__Goal of the exercise__. Find the lines in the entries that follow where the word "PendingStore" occurs, and state how many there are, with no other words.

^^^^^^^^

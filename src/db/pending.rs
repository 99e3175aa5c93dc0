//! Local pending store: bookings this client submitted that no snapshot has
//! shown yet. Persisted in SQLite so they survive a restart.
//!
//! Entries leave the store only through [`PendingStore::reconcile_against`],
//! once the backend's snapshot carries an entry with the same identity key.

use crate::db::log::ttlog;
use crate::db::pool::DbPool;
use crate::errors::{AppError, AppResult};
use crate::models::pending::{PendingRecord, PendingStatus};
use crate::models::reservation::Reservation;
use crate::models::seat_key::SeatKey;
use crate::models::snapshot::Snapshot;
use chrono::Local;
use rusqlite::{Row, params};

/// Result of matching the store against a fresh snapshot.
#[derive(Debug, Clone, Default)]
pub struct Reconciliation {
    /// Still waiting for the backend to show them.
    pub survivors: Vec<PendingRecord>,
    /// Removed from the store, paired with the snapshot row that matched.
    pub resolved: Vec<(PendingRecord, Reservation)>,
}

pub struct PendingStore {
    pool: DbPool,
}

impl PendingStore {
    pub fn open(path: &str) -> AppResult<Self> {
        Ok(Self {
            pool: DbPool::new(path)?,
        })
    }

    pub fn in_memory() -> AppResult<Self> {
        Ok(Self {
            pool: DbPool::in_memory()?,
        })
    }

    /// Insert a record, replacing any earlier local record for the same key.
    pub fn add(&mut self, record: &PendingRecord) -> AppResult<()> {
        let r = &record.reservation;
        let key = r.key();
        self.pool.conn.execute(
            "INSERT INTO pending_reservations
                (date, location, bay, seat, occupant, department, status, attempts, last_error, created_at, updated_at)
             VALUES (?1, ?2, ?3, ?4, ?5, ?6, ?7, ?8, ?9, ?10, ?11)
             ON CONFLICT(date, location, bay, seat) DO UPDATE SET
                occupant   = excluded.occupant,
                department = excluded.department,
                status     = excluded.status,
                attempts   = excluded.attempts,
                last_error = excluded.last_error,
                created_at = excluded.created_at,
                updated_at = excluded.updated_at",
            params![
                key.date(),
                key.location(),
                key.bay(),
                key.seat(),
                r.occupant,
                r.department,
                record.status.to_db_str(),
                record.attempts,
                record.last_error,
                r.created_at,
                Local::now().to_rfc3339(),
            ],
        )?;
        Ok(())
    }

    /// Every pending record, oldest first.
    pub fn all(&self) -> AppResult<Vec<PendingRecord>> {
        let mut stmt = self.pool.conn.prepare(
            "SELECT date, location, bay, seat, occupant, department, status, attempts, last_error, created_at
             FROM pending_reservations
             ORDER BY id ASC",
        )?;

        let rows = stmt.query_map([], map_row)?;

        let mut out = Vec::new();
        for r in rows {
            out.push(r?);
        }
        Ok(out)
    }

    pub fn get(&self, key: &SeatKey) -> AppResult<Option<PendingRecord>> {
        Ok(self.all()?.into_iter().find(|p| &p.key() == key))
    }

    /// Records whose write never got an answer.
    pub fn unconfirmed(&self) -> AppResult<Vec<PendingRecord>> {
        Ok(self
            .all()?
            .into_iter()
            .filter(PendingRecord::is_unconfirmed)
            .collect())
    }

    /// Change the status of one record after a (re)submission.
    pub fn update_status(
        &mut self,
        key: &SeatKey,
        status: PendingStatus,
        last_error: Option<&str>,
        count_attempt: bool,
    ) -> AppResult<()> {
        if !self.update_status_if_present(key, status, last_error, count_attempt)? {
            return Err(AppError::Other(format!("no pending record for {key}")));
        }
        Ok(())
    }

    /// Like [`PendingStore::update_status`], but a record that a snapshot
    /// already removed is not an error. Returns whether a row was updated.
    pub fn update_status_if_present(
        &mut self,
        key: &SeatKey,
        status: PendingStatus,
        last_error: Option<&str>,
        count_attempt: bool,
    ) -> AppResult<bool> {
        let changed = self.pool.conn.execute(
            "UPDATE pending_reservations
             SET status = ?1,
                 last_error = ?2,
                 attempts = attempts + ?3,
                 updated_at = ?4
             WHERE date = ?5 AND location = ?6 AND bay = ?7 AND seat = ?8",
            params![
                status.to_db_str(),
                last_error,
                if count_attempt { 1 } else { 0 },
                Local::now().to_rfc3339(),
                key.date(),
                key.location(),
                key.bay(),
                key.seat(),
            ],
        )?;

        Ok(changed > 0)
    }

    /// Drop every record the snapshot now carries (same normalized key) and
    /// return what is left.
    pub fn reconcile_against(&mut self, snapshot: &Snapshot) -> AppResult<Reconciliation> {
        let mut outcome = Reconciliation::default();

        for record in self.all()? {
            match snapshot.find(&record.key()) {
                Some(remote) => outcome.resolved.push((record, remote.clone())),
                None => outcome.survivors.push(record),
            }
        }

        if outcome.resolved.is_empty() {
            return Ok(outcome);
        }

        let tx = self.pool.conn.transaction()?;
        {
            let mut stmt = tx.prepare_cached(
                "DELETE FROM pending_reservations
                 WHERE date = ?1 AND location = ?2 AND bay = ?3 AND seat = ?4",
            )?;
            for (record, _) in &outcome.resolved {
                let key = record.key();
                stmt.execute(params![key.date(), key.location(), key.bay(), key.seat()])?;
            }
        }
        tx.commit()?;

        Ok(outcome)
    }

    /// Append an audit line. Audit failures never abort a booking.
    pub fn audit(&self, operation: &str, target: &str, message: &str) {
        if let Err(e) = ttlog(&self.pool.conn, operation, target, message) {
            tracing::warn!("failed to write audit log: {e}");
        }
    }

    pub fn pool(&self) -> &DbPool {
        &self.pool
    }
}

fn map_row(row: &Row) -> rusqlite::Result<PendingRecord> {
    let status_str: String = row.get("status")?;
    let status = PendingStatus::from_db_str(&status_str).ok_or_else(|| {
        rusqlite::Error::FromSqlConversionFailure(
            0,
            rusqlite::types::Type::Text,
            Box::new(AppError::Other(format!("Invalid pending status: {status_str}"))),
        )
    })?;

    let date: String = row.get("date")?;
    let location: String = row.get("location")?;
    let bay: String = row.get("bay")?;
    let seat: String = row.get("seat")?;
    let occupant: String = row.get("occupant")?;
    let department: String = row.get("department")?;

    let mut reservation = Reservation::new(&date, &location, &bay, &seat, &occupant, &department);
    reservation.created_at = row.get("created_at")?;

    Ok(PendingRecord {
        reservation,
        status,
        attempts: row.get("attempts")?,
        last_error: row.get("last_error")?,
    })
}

^^^^^^^^

__Solution to this task__. 4